Jereissati se posiciona para uma foto.
Elevador
Centenas de prefeitos e deputados do baixo clero tateiam no hall do Bandeirantes, observados por quadros dos ex-governadores, expostos na escadaria principal.
- Deputado!
- Prefeito!
- Aqui tem, por baixo, mais de 400 prefeitos... - estimam, por alto.
Dura certeza de que não existe um só eleitor, apenas eleitos no recinto. Lado a outro, um homem usa a comprometedora camisa amarela: "Cunha apoia Serra Presidente". À cunha, os corredores viram um parlamento informal. Todos buscam chegar à sala de despachos, onde o ex-governador receberá os cumprimentos. Mas poucos do baixo clero conseguem ultrapassar a barreira do elevador. Ou das escadas.
- Esse adesivo não permite, desculpe.
Ultrapassadas duas portas de madeira, o salão do segundo andar se revela coberto de próceres do PSDB (de Sérgio Guerra a José Anibal), aliados eleitorais como Orestes Quércia, altos funcionários públicos, amigos e parentes do pré-candidato tucano.

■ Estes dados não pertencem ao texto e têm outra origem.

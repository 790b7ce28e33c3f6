// Weighted move scorer shared by the heuristic and optimized bots

use rand::Rng;
use serde::{Deserialize, Serialize};
use std::fmt;

use crate::area::reachable_area;
use crate::error::ConfigError;
use crate::grid::Grid;
use crate::types::{Move, Position};

/// Penalty distance applied when the target cell touches the opponent's head
const ENEMY_ADJACENT_PENALTY: f64 = 5.0;

/// Weights of the score components, nominally in [-1.0, 1.0]
#[derive(Debug, Clone, Copy, PartialEq, Serialize, Deserialize)]
pub struct Weights {
    /// Available area (positive seeks space, negative avoids it)
    pub area: f64,
    /// Manhattan distance (positive closes in, negative keeps away)
    pub distance: f64,
    /// Head-on collision aversion (positive evasive, negative reckless)
    pub collision: f64,
    /// Continuation preference (positive straight lines, negative turns)
    pub continuation: f64,
}

impl Weights {
    pub const COUNT: usize = 4;

    /// The plain heuristic bot
    pub const HEURISTIC: Weights = Weights {
        area: 1.0,
        distance: 1.0,
        collision: 1.0,
        continuation: 0.0,
    };

    pub const ZERO: Weights = Weights {
        area: 0.0,
        distance: 0.0,
        collision: 0.0,
        continuation: 0.0,
    };

    /// Tuned weights of the optimized bot
    pub const OPTIMIZED: Weights = Weights {
        area: 0.25648373,
        distance: -0.31488939,
        collision: -0.12317508,
        continuation: 0.48541348,
    };

    pub fn new(area: f64, distance: f64, collision: f64, continuation: f64) -> Self {
        Weights {
            area,
            distance,
            collision,
            continuation,
        }
    }

    /// Builds weights from an ordered tuple, failing on the wrong arity
    pub fn from_slice(values: &[f64]) -> Result<Self, ConfigError> {
        match values {
            &[area, distance, collision, continuation] => {
                Ok(Weights::new(area, distance, collision, continuation))
            }
            _ => Err(ConfigError::WeightCount(values.len())),
        }
    }

    pub fn to_array(&self) -> [f64; Weights::COUNT] {
        [self.area, self.distance, self.collision, self.continuation]
    }
}

impl Default for Weights {
    fn default() -> Self {
        Weights::OPTIMIZED
    }
}

impl fmt::Display for Weights {
    fn fmt(&self, f: &mut fmt::Formatter<'_>) -> fmt::Result {
        write!(
            f,
            "({}, {}, {}, {})",
            self.area, self.distance, self.collision, self.continuation
        )
    }
}

/// Scores a single candidate move
pub fn score_move(
    grid: &Grid,
    mv: Move,
    my_position: Position,
    opponent_position: Position,
    previous_move: Option<Move>,
    weights: &Weights,
) -> f64 {
    crate::profile!("score", {
        let target = mv.apply(my_position);
        let area = reachable_area(grid, target) as f64;
        let distance = target.manhattan_distance(opponent_position);

        let continuation_factor = if previous_move == Some(mv) {
            1.0 + weights.continuation
        } else {
            1.0 - weights.continuation
        };

        if distance == 1 {
            let penalty = ENEMY_ADJACENT_PENALTY * weights.collision;
            (area * weights.area - penalty) * continuation_factor
        } else {
            (area * weights.area - distance as f64 * weights.distance) * continuation_factor
        }
    })
}

/// Picks the highest-scoring legal move.
///
/// Ties are folded left to right: each later candidate that ties the current
/// best replaces it with probability 1/2. Returns `None` when there are no
/// legal moves.
pub fn choose_move<R: Rng + ?Sized>(
    grid: &Grid,
    legal_moves: &[Move],
    my_position: Position,
    opponent_position: Position,
    previous_move: Option<Move>,
    weights: &Weights,
    rng: &mut R,
) -> Option<(Move, f64)> {
    let mut candidates = legal_moves.iter().map(|&mv| {
        let score = score_move(grid, mv, my_position, opponent_position, previous_move, weights);
        (mv, score)
    });

    let mut best = candidates.next()?;
    for (mv, score) in candidates {
        if score > best.1 {
            best = (mv, score);
        } else if score == best.1 && rng.random_bool(0.5) {
            best = (mv, score);
        }
    }

    Some(best)
}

Pequenos sanduíches, refrigerantes e copos d'água circulam entre os convidados.
A ausência do ex-presidente Fernando Henrique Cardoso, aparentemente, não amargou as rodinhas. Sem concorrência de plumagem, Serra centralizou o entardecer no palácio. A apenas cinco passos da soleira, estacionou para fotos, abraços, parabéns e últimos pedidos.
Caderninho
José Serra transparece ter um assunto específico a tratar com todos os interlocutores. Chama-os pelos nomes, na maioria das vezes. Jayme Gimenez, subsecretário de Assuntos Parlamentares (Casa Civil), se despede e ouve do ex-chefe:
- O caderninho que você fez deveria ser adotado por todos os prefeitos de São Paulo. Parabéns, está muito bom.

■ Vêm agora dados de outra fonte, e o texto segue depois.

// Turn engine
//
// One `process_move` call is one simulation step. Both players choose
// against the same pre-move grid, then both moves are applied at once. A
// head-on collision leaves a single Collision cell; the following step finds
// neither head and declares the draw.

use log::{info, log};

use crate::config::{Config, MAX_ARENA_SIZE, MIN_ARENA_SIZE};
use crate::error::{ConfigError, GameError};
use crate::grid::Grid;
use crate::player::{build_player, log_level, Control, Player};
use crate::simple_profiler::ProfileGuard;
use crate::types::{Cell, GameOutcome, Move, PlayerId, Position};

/// What a single `process_move` call did
#[derive(Debug, Clone, Copy, PartialEq, Eq)]
pub enum TurnReport {
    /// A human player has not chosen a direction yet; nothing changed
    Waiting,
    /// Both moves were applied
    Moved {
        player1: Move,
        player2: Move,
        collision: Option<Position>,
    },
    /// The game ended on this step
    Finished(GameOutcome),
}

/// Upper bound on the number of steps a game on an N×N grid can take
pub fn max_moves(size: usize) -> usize {
    ((size * size + 1) / 2).saturating_sub(2)
}

pub struct Game {
    grid: Grid,
    player1: Box<dyn Player>,
    player2: Box<dyn Player>,
    outcome: GameOutcome,
    moves_made: usize,
    max_moves: usize,
    verbose: bool,
    parallel: bool,
}

impl Game {
    /// Starts a game on a fresh arena of the given size
    pub fn new(
        size: usize,
        player1: Box<dyn Player>,
        player2: Box<dyn Player>,
    ) -> Result<Self, ConfigError> {
        if !(MIN_ARENA_SIZE..=MAX_ARENA_SIZE).contains(&size) {
            return Err(ConfigError::ArenaSize(size));
        }
        Ok(Self::from_grid(
            Grid::with_starting_positions(size),
            player1,
            player2,
        ))
    }

    /// Builds both players and the arena from configuration
    pub fn from_config(config: &Config) -> Result<Self, ConfigError> {
        config.validate()?;
        let seed = config.game.resolved_seed();
        info!("Seeding players from {}", seed);

        let player1 = build_player(&config.player1, seed)?;
        let player2 = build_player(&config.player2, seed.wrapping_add(1))?;

        Ok(Self::new(config.arena.size, player1, player2)?
            .with_verbose(config.game.verbose)
            .with_parallel(config.game.parallel_bots))
    }

    /// Continues from an arbitrary grid, e.g. a constructed scenario
    pub fn from_grid(grid: Grid, player1: Box<dyn Player>, player2: Box<dyn Player>) -> Self {
        let max_moves = max_moves(grid.size());
        Game {
            grid,
            player1,
            player2,
            outcome: GameOutcome::InProgress,
            moves_made: 0,
            max_moves,
            verbose: false,
            parallel: false,
        }
    }

    pub fn with_verbose(mut self, verbose: bool) -> Self {
        self.verbose = verbose;
        self
    }

    pub fn with_parallel(mut self, parallel: bool) -> Self {
        self.parallel = parallel;
        self
    }

    /// Sets the move counter, for games resumed part-way through
    pub fn with_moves_made(mut self, moves_made: usize) -> Self {
        self.moves_made = moves_made;
        self
    }

    pub fn grid(&self) -> &Grid {
        &self.grid
    }

    pub fn outcome(&self) -> GameOutcome {
        self.outcome
    }

    pub fn moves_made(&self) -> usize {
        self.moves_made
    }

    pub fn max_moves(&self) -> usize {
        self.max_moves
    }

    pub fn player(&self, id: PlayerId) -> &dyn Player {
        match id {
            PlayerId::One => self.player1.as_ref(),
            PlayerId::Two => self.player2.as_ref(),
        }
    }

    /// Advances the game by one step
    pub fn process_move(&mut self) -> Result<TurnReport, GameError> {
        if self.outcome.is_terminal() {
            return Err(GameError::GameOver(self.outcome));
        }

        let _guard = ProfileGuard::new("turn");
        let level = log_level(self.verbose);

        let head1 = self.grid.find_head(PlayerId::One);
        let head2 = self.grid.find_head(PlayerId::Two);

        // Heads only disappear through a head-on collision
        if !self.grid.has_collision() {
            if head1.is_none() {
                return Err(GameError::MissingHead(PlayerId::One));
            }
            if head2.is_none() {
                return Err(GameError::MissingHead(PlayerId::Two));
            }
        }

        let legal1 = head1.map(|h| self.grid.legal_moves(h)).unwrap_or_default();
        let legal2 = head2.map(|h| self.grid.legal_moves(h)).unwrap_or_default();
        let control1 = self.player1.control();
        let control2 = self.player2.control();

        let outcome = match (is_blocked(&legal1, control1), is_blocked(&legal2, control2)) {
            (true, true) => GameOutcome::Draw,
            (true, false) => GameOutcome::Player2Wins,
            (false, true) => GameOutcome::Player1Wins,
            (false, false) => GameOutcome::InProgress,
        };

        if outcome.is_terminal() {
            self.outcome = outcome;
            log!(level, "Game over after {} moves: {}", self.moves_made, outcome);
            return Ok(TurnReport::Finished(outcome));
        }

        if control1 == Control::Manual(None) || control2 == Control::Manual(None) {
            return Ok(TurnReport::Waiting);
        }

        // Neither player is blocked, so both heads are on the grid
        let (head1, head2) = match (head1, head2) {
            (Some(h1), Some(h2)) => (h1, h2),
            (None, _) => return Err(GameError::MissingHead(PlayerId::One)),
            (_, None) => return Err(GameError::MissingHead(PlayerId::Two)),
        };

        let grid = &self.grid;
        let player1 = self.player1.as_mut();
        let player2 = self.player2.as_mut();
        let (choice1, choice2) = if self.parallel {
            rayon::join(
                || request_move(player1, control1, grid, &legal1, head1, head2),
                || request_move(player2, control2, grid, &legal2, head2, head1),
            )
        } else {
            (
                request_move(player1, control1, grid, &legal1, head1, head2),
                request_move(player2, control2, grid, &legal2, head2, head1),
            )
        };

        let move1 = validate_choice(PlayerId::One, choice1, &legal1)?;
        let move2 = validate_choice(PlayerId::Two, choice2, &legal2)?;
        let collision = self.apply_moves(head1, move1, head2, move2);

        self.moves_made += 1;
        log!(
            level,
            "Move {}: {} goes {}, {} goes {}",
            self.moves_made,
            self.player1.name(),
            move1,
            self.player2.name(),
            move2
        );
        if let Some(pos) = collision {
            log!(level, "Head-on collision at {}", pos);
        }

        if self.moves_made > self.max_moves {
            return Err(GameError::MoveLimitExceeded {
                moves: self.moves_made,
                limit: self.max_moves,
            });
        }

        Ok(TurnReport::Moved {
            player1: move1,
            player2: move2,
            collision,
        })
    }

    /// Steps until the game ends or a human player has to choose a direction.
    ///
    /// Returns the outcome so far, `InProgress` when waiting for input.
    pub fn run(&mut self) -> Result<GameOutcome, GameError> {
        loop {
            match self.process_move()? {
                TurnReport::Finished(outcome) => return Ok(outcome),
                TurnReport::Waiting => return Ok(self.outcome),
                TurnReport::Moved { .. } => {}
            }
        }
    }

    /// Old heads become tails, targets become heads or a shared collision
    fn apply_moves(
        &mut self,
        head1: Position,
        move1: Move,
        head2: Position,
        move2: Move,
    ) -> Option<Position> {
        let target1 = move1.apply(head1);
        let target2 = move2.apply(head2);

        self.grid.set(head1, Cell::Tail(PlayerId::One));
        self.grid.set(head2, Cell::Tail(PlayerId::Two));

        if target1 == target2 {
            self.grid.set(target1, Cell::Collision);
            Some(target1)
        } else {
            self.grid.set(target1, Cell::Head(PlayerId::One));
            self.grid.set(target2, Cell::Head(PlayerId::Two));
            None
        }
    }
}

/// No legal move, or a human steering into something
fn is_blocked(legal_moves: &[Move], control: Control) -> bool {
    match control {
        _ if legal_moves.is_empty() => true,
        Control::Manual(Some(mv)) => !legal_moves.contains(&mv),
        _ => false,
    }
}

/// Humans move in the direction that was checked for blocking; a key
/// pressed later in the step applies from the next step on
fn request_move(
    player: &mut dyn Player,
    control: Control,
    grid: &Grid,
    legal_moves: &[Move],
    my_position: Position,
    opponent_position: Position,
) -> Option<Move> {
    match control {
        Control::Manual(Some(mv)) => Some(mv),
        _ => player.get_move(grid, legal_moves, my_position, opponent_position),
    }
}

fn validate_choice(
    player: PlayerId,
    choice: Option<Move>,
    legal_moves: &[Move],
) -> Result<Move, GameError> {
    match choice {
        Some(mv) if legal_moves.contains(&mv) => Ok(mv),
        Some(mv) => Err(GameError::IllegalMove { player, chosen: mv }),
        None => Err(GameError::NoMove { player }),
    }
}

#[cfg(test)]
mod tests {
    use super::*;

    #[test]
    fn test_max_moves_formula() {
        assert_eq!(max_moves(10), 48);
        assert_eq!(max_moves(11), 59);
        assert_eq!(max_moves(20), 198);
        assert_eq!(max_moves(1), 0);
    }

    #[test]
    fn test_blocked_rules() {
        let legal = [Move::Up, Move::Left];
        assert!(is_blocked(&[], Control::Automatic));
        assert!(is_blocked(&[], Control::Manual(None)));
        assert!(!is_blocked(&legal, Control::Automatic));
        assert!(!is_blocked(&legal, Control::Manual(None)));
        assert!(!is_blocked(&legal, Control::Manual(Some(Move::Up))));
        assert!(is_blocked(&legal, Control::Manual(Some(Move::Down))));
    }

    #[test]
    fn test_validate_choice() {
        let legal = [Move::Right];
        assert_eq!(
            validate_choice(PlayerId::One, Some(Move::Right), &legal),
            Ok(Move::Right)
        );
        assert_eq!(
            validate_choice(PlayerId::Two, Some(Move::Up), &legal),
            Err(GameError::IllegalMove {
                player: PlayerId::Two,
                chosen: Move::Up
            })
        );
        assert_eq!(
            validate_choice(PlayerId::One, None, &legal),
            Err(GameError::NoMove {
                player: PlayerId::One
            })
        );
    }
}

Presidente do PSDB de Matão, Gimenez fica ancho com o elogio e explica a engenharia do caderninho:
- O governador ia embarcar, no avião, e me disse que iria ler. Ele cumpriu a promessa. Esse caderninho registra todas as obras que o governo fez em Matão, divididas por setores, com o valor do investimento. E eu pus todas as emendas parlamentares, inclusive as do PT.
A memória
O ex-senador Roberto Freire (PPS), pré-candidato a deputado federal, permanece por longos minutos no térreo. Dois homens se aproximam - sorrisos de quanto-tempo! - e iniciam o duelo da tarde:
- Senador, está lembrado da gente?
Cara especulativa. Silêncio.
- Do Frei Caneca...
Cara de varredura na memória.
- Nós conversamos, lembra, senador? Foi um papo bom...
Freire retribui com um olhar opaco. Destemido, o presidente do PPS decifra as duas esfinges:
- O que teve no Frei Caneca mesmo?
- Vou dar uma dica: o lançamento da Aplausos...

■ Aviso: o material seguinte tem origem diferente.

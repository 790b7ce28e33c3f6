use log::{error, info};
use std::env;
use std::process;
use std::time::Instant;

use blockade::config::Config;
use blockade::engine::Game;
use blockade::simple_profiler;
use blockade::types::PlayerId;

fn main() {
    // We default to 'info' level logging. But if the `RUST_LOG` environment variable is set,
    // we keep that value instead.
    if env::var("RUST_LOG").is_err() {
        env::set_var("RUST_LOG", "info");
    }

    env_logger::init();

    // Optional path to an alternative config file
    let config = match env::args().nth(1) {
        Some(path) => Config::from_file(&path).unwrap_or_else(|e| {
            error!("Invalid config {}: {}", path, e);
            process::exit(1);
        }),
        None => Config::load_or_default(),
    };

    for player in [&config.player1, &config.player2] {
        if matches!(player.kind(), Ok(kind) if kind.is_human()) {
            error!("Human players need a front end; the headless runner only plays bots");
            process::exit(1);
        }
    }

    let mut game = Game::from_config(&config).unwrap_or_else(|e| {
        error!("Could not set up the game: {}", e);
        process::exit(1);
    });

    info!(
        "Starting Blockade on a {}x{} arena: {} vs {}",
        config.arena.size,
        config.arena.size,
        game.player(PlayerId::One).name(),
        game.player(PlayerId::Two).name()
    );

    let start_time = Instant::now();
    let outcome = game.run().unwrap_or_else(|e| {
        error!("Engine invariant violated: {}", e);
        process::exit(2);
    });

    println!("{}", game.grid());
    println!("{} after {} moves", outcome, game.moves_made());

    simple_profiler::merge_thread_local();
    simple_profiler::print_report(start_time.elapsed().as_millis() as u64);
}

Hein? De repente, faísca. Freire bate a mão no peito do eleitor:
- Ah, lembrei! Aquele lançamento com um bocado de livro espalhado... Como vão?
- Isso! Nossa, o senhor lembrou! Foi uma conversa ótima, não esquecemos. Vou lhe deixar meu cartão. Está aqui! (escritório de contabilidade).
- Obrigado. Eu vou lhe ligar, hein?
- Por favor, senador...
A tia de Serra
Espremida entre os convivas do ex-governador, uma senhora se lança contra o torvelinho de políticos. Com blusa verde e colar, observa com intimidade os rostos do poder, entretanto se depara com um partidário que não a reconhece.
- Quem é a senhora?
- Sou a tia dele aí, ô!
- Tia?
- Tia, meu filho. Daquelas tias bem gordurosas, conhece? Dá licença, quero me despedir...
A tia de Serra cumprimenta Almino
O ex-ministro do Trabalho (do governo João Goulart) Almino Affonso antecipa um ora-viva para a amiga, a tia.
- E o senhor me conhece?
- Conheço. A senhora não é tia do... (indicador voltado para Serra)
- Ah, é o Almino! Almiiino... Por onde você anda?
(Abraço).
- A senhora está ótima!
- Você também está ótimo!
E se deram adeus. O repórter estimula uma palavrinha sobre o sobrinho. Tão astuta quanto Serra, que citou as "minhas tias" no discurso de despedida, ela aponta para o pescoço, desconversa:
- Sou a tia Carmela. Ah, eu não dou entrevista, estou com a garganta... sabe? Não posso falar. Estou cansada. E eu também não sou de falar. Já está na minha hora de ir, tudo bem? Muito prazer.
Palmas do Geraldo
Num dos extremos da sala, vê-se o ex-governador Orestes Quércia, do PMDB, algo distanciado dos cardeais tucanos, à exceção de Arnaldo Madeira. Depois de ligeiras conversas, Quércia abraça rapidamente José Serra e some no elevador.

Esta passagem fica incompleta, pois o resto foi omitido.